The actions allege that Berkshire followed a complex path towards its goal of going private. On February 28, 1996, its Board of Directors approved the acquisition by BRI OP Limited Partnership of the then-existing workforce and other assets of Berkshire Realty Advisors, LP. Berkshire was a partner in BRI OP. On February 26, 1997, the Berkshire Board approved the acquisition by BRI OP of the then-existing workforce and other assets of Berkshire Property Management. On September 25, 1997, the Berkshire Board approved the sale of 2,337,000 shares of Berkshire’s Series 1997-A Convertible Preferred Stock to Westbrook Real Estate Partners, LLC.

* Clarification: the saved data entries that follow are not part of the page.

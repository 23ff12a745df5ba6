mod export;
mod search;
mod webhook;

use std::sync::Arc;

use axum::{
    http::{header, HeaderName, Method, StatusCode},
    response::IntoResponse,
    routing::{get, post},
    Json, Router,
};
use chrono::{DateTime, Utc};
use serde::Serialize;
use tower::ServiceBuilder;
use tower_http::cors::CorsLayer;

use leadscout_bot::TelegramClient;
use leadscout_scraper::EmailScraper;
use leadscout_serp::SerpClient;

use crate::middleware::request_id;

#[derive(Clone)]
pub struct AppState {
    pub serp: Arc<SerpClient>,
    pub scraper: Arc<EmailScraper>,
    pub telegram: Option<Arc<TelegramClient>>,
    pub webhook_secret: Option<String>,
}

#[derive(Debug, Serialize)]
pub struct ApiError {
    pub error: ErrorBody,
    pub meta: ResponseMeta,
}

#[derive(Debug, Serialize)]
pub struct ErrorBody {
    pub code: String,
    pub message: String,
}

#[derive(Debug, Serialize)]
pub struct ResponseMeta {
    pub request_id: String,
    pub timestamp: DateTime<Utc>,
}

#[derive(Debug, Serialize, PartialEq, Eq)]
struct HealthData {
    status: &'static str,
}

impl ResponseMeta {
    pub(super) fn new(request_id: String) -> Self {
        Self {
            request_id,
            timestamp: Utc::now(),
        }
    }
}

impl ApiError {
    pub fn new(
        request_id: impl Into<String>,
        code: impl Into<String>,
        message: impl Into<String>,
    ) -> Self {
        Self {
            error: ErrorBody {
                code: code.into(),
                message: message.into(),
            },
            meta: ResponseMeta::new(request_id.into()),
        }
    }
}

impl IntoResponse for ApiError {
    fn into_response(self) -> axum::response::Response {
        let status = match self.error.code.as_str() {
            "not_found" => StatusCode::NOT_FOUND,
            "bad_request" | "validation_error" => StatusCode::BAD_REQUEST,
            "service_unavailable" => StatusCode::SERVICE_UNAVAILABLE,
            _ => StatusCode::INTERNAL_SERVER_ERROR,
        };
        (status, Json(self)).into_response()
    }
}

fn build_cors() -> CorsLayer {
    CorsLayer::new()
        .allow_origin(tower_http::cors::Any)
        .allow_methods([Method::GET, Method::POST])
        .allow_headers([
            header::CONTENT_TYPE,
            HeaderName::from_static("x-request-id"),
        ])
}

pub fn build_app(state: AppState) -> Router {
    Router::new()
        .route("/health", get(health))
        .route("/search", post(search::search))
        .route("/download-excel", post(export::download_excel))
        .route("/telegram/webhook/{secret}", post(webhook::telegram_webhook))
        .layer(
            ServiceBuilder::new()
                .layer(build_cors())
                .layer(axum::middleware::from_fn(request_id)),
        )
        .with_state(state)
}

async fn health() -> impl IntoResponse {
    (StatusCode::OK, Json(HealthData { status: "ok" }))
}
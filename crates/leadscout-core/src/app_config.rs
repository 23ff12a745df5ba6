use std::net::SocketAddr;

#[derive(Debug, Clone, PartialEq, Eq)]
pub enum Environment {
    Development,
    Test,
    Production,
}

impl std::fmt::Display for Environment {
    fn fmt(&self, f: &mut std::fmt::Formatter<'_>) -> std::fmt::Result {
        match self {
            Environment::Development => write!(f, "development"),
            Environment::Test => write!(f, "test"),
            Environment::Production => write!(f, "production"),
        }
    }
}

#[derive(Clone)]
pub struct AppConfig {
    pub env: Environment,
    pub bind_addr: SocketAddr,
    pub log_level: String,
    pub serpapi_api_key: Option<String>,
    pub telegram_bot_token: Option<String>,
    pub telegram_webhook_secret: Option<String>,
    pub scrape_timeout_secs: u64,
    pub poll_timeout_secs: u64,
    pub user_agent: String,
}

impl std::fmt::Debug for AppConfig {
    fn fmt(&self, f: &mut std::fmt::Formatter<'_>) -> std::fmt::Result {
        f.debug_struct("AppConfig")
            .field("env", &self.env)
            .field("bind_addr", &self.bind_addr)
            .field("log_level", &self.log_level)
            .field(
                "serpapi_api_key",
                &self.serpapi_api_key.as_ref().map(|_| "[redacted]"),
            )
            .field(
                "telegram_bot_token",
                &self.telegram_bot_token.as_ref().map(|_| "[redacted]"),
            )
            .field(
                "telegram_webhook_secret",
                &self.telegram_webhook_secret.as_ref().map(|_| "[redacted]"),
            )
            .field("scrape_timeout_secs", &self.scrape_timeout_secs)
            .field("poll_timeout_secs", &self.poll_timeout_secs)
            .field("user_agent", &self.user_agent)
            .finish()
    }
}
mod api;
mod middleware;

use std::sync::Arc;

use tracing_subscriber::EnvFilter;

use leadscout_bot::TelegramClient;
use leadscout_scraper::EmailScraper;
use leadscout_serp::SerpClient;

use crate::api::{build_app, AppState};

#[tokio::main]
async fn main() -> anyhow::Result<()> {
    let config = leadscout_core::load_app_config()?;
    let env_filter = EnvFilter::try_from_default_env()
        .or_else(|_| EnvFilter::try_new(config.log_level.clone()))?;
    tracing_subscriber::fmt().with_env_filter(env_filter).init();

    if config.serpapi_api_key.is_none() {
        tracing::warn!("SERPAPI_API_KEY not set; every search will fail upstream");
    }

    let serp = Arc::new(SerpClient::new(
        config.serpapi_api_key.as_deref().unwrap_or_default(),
        &config.user_agent,
    )?);
    let scraper = Arc::new(EmailScraper::new(
        config.scrape_timeout_secs,
        &config.user_agent,
    )?);

    let telegram = match &config.telegram_bot_token {
        Some(token) => Some(Arc::new(TelegramClient::new(token)?)),
        None => {
            tracing::warn!("TELEGRAM_BOT_TOKEN not set; webhook chat delivery disabled");
            None
        }
    };

    let app = build_app(AppState {
        serp,
        scraper,
        telegram,
        webhook_secret: config.telegram_webhook_secret.clone(),
    });

    tracing::info!(bind_addr = %config.bind_addr, env = %config.env, "starting server");
    let listener = tokio::net::TcpListener::bind(config.bind_addr).await?;
    axum::serve(listener, app)
        .with_graceful_shutdown(shutdown_signal())
        .await?;
    Ok(())
}

async fn shutdown_signal() {
    let ctrl_c = async {
        tokio::signal::ctrl_c()
            .await
            .expect("failed to listen for ctrl-c");
    };

    #[cfg(unix)]
    let terminate = async {
        tokio::signal::unix::signal(tokio::signal::unix::SignalKind::terminate())
            .expect("failed to install signal handler")
            .recv()
            .await;
    };

    #[cfg(not(unix))]
    let terminate = std::future::pending::<()>();

    tokio::select! {
        () = ctrl_c => {},
        () = terminate => {},
    }

    tracing::info!("received shutdown signal, starting graceful shutdown");
}
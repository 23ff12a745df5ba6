//! `POST /download-excel` — spreadsheet delivery.
//!
//! Results are passed explicitly in the request body rather than read from
//! process-global state, so concurrent searches can never hand a caller
//! someone else's export.

use axum::{
    http::header,
    response::{IntoResponse, Response},
    Extension, Json,
};
use rust_xlsxwriter::{Format, Workbook, XlsxError};
use serde::Deserialize;

use leadscout_core::BusinessRecord;

use crate::api::ApiError;
use crate::middleware::RequestId;

const XLSX_MIME: &str = "application/vnd.openxmlformats-officedocument.spreadsheetml.sheet";

/// Column order matches the canonical record's field order.
const COLUMNS: [&str; 6] = ["Name", "Address", "Phone", "Website", "Rating", "Reviews"];

#[derive(Debug, Deserialize)]
pub struct ExportBody {
    #[serde(default)]
    pub businesses: Vec<BusinessRecord>,
    #[serde(default)]
    pub keyword: Option<String>,
    #[serde(default)]
    pub city: Option<String>,
    #[serde(default)]
    pub country: Option<String>,
    #[serde(default)]
    pub filename: Option<String>,
}

/// Builds a single-sheet workbook from the supplied records and streams it
/// back as an attachment. An empty record list is rejected with `400` —
/// never an empty file.
pub async fn download_excel(
    Extension(req_id): Extension<RequestId>,
    Json(body): Json<ExportBody>,
) -> Result<Response, ApiError> {
    if body.businesses.is_empty() {
        return Err(ApiError::new(
            req_id.0,
            "validation_error",
            "no data available to export",
        ));
    }

    let filename = resolve_filename(
        body.filename.as_deref(),
        body.keyword.as_deref(),
        body.city.as_deref(),
        body.country.as_deref(),
    );

    let bytes = build_workbook(&body.businesses).map_err(|e| {
        tracing::error!(error = %e, "workbook encoding failed");
        ApiError::new(req_id.0.clone(), "internal_error", "failed to encode workbook")
    })?;

    tracing::info!(rows = body.businesses.len(), filename = %filename, "excel export");

    let headers = [
        (header::CONTENT_TYPE, XLSX_MIME.to_string()),
        (
            header::CONTENT_DISPOSITION,
            format!("attachment; filename=\"{filename}\""),
        ),
    ];
    Ok((headers, bytes).into_response())
}

/// Encodes the records as a single-sheet workbook: bold header row, one row
/// per record, columns in canonical field order.
pub(crate) fn build_workbook(records: &[BusinessRecord]) -> Result<Vec<u8>, XlsxError> {
    let mut workbook = Workbook::new();
    let worksheet = workbook.add_worksheet();
    let bold = Format::new().set_bold();

    for (col, title) in COLUMNS.iter().enumerate() {
        worksheet.write_string_with_format(0, col as u16, *title, &bold)?;
    }

    for (idx, record) in records.iter().enumerate() {
        let row = (idx + 1) as u32;
        worksheet.write_string(row, 0, &record.name)?;
        worksheet.write_string(row, 1, &record.address)?;
        worksheet.write_string(row, 2, &record.phone)?;
        worksheet.write_string(row, 3, &record.website)?;
        worksheet.write_string(row, 4, &record.rating)?;
        worksheet.write_string(row, 5, &record.reviews)?;
    }

    workbook.save_to_buffer()
}

/// Picks the export filename: a caller-provided name wins, otherwise it is
/// derived as `<keyword>_<city?>_<country>.xlsx` (city omitted when absent),
/// with whitespace in each component collapsed to underscores.
pub(crate) fn resolve_filename(
    provided: Option<&str>,
    keyword: Option<&str>,
    city: Option<&str>,
    country: Option<&str>,
) -> String {
    if let Some(name) = provided.map(str::trim).filter(|n| !n.is_empty()) {
        let stem = name.strip_suffix(".xlsx").unwrap_or(name);
        return format!("{}.xlsx", collapse_whitespace(stem));
    }

    derive_filename(keyword, city, country)
}

fn derive_filename(keyword: Option<&str>, city: Option<&str>, country: Option<&str>) -> String {
    let keyword = keyword.map(str::trim).filter(|s| !s.is_empty());
    let country = country.map(str::trim).filter(|s| !s.is_empty());

    let (Some(keyword), Some(country)) = (keyword, country) else {
        return "businesses.xlsx".to_string();
    };

    let mut parts = vec![collapse_whitespace(keyword)];
    if let Some(city) = city.map(str::trim).filter(|s| !s.is_empty()) {
        parts.push(collapse_whitespace(city));
    }
    parts.push(collapse_whitespace(country));

    format!("{}.xlsx", parts.join("_"))
}

fn collapse_whitespace(component: &str) -> String {
    component.split_whitespace().collect::<Vec<_>>().join("_")
}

Then, on April 13, 1999, the Berkshire Board approved a merger agreement among Berkshire and Berkshire Realty Holdings, LP and its wholly-owned subsidiary, BRI Acquisition, LLC. This merger was the going-private, cash-out merger transaction -- Berkshire’s stockholders, who did not seek appraisal, received $12.25 per share in the transaction. Berkshire GP, WXI/BRH Gen-Par, LLC (known as Whitehall GP), and BRE/Berkshire GP L.L.C. (known as Blackstone GP) are now general partners of BRH. The company publicly announced the merger agreement in a press release dated April 14, 1999.
The action alleges that: (1) the individual defendants breached their fiduciary duties of good faith, loyalty, care, and disclosure in connection with the transaction; (2) Defendant Douglas Krupp breached his fiduciary duties by engaging in unfair self-dealing; (3) BRI and BRH aided and abetted these alleged breaches of fiduciary duties by the individual defendants and Douglas Krupp; (4) the individual defendants and Berkshire violated Berkshire’s Charter; and (5) the individual defendants are not entitled to be indemnified by Berkshire for the costs of their defense to the allegations of the lawsuit.
Other details of the settlement were not available as of May 31, 2004. The settlement will not be effective until the court grants it final approval. The court has scheduled a hearing on the matter for August 10, 2004.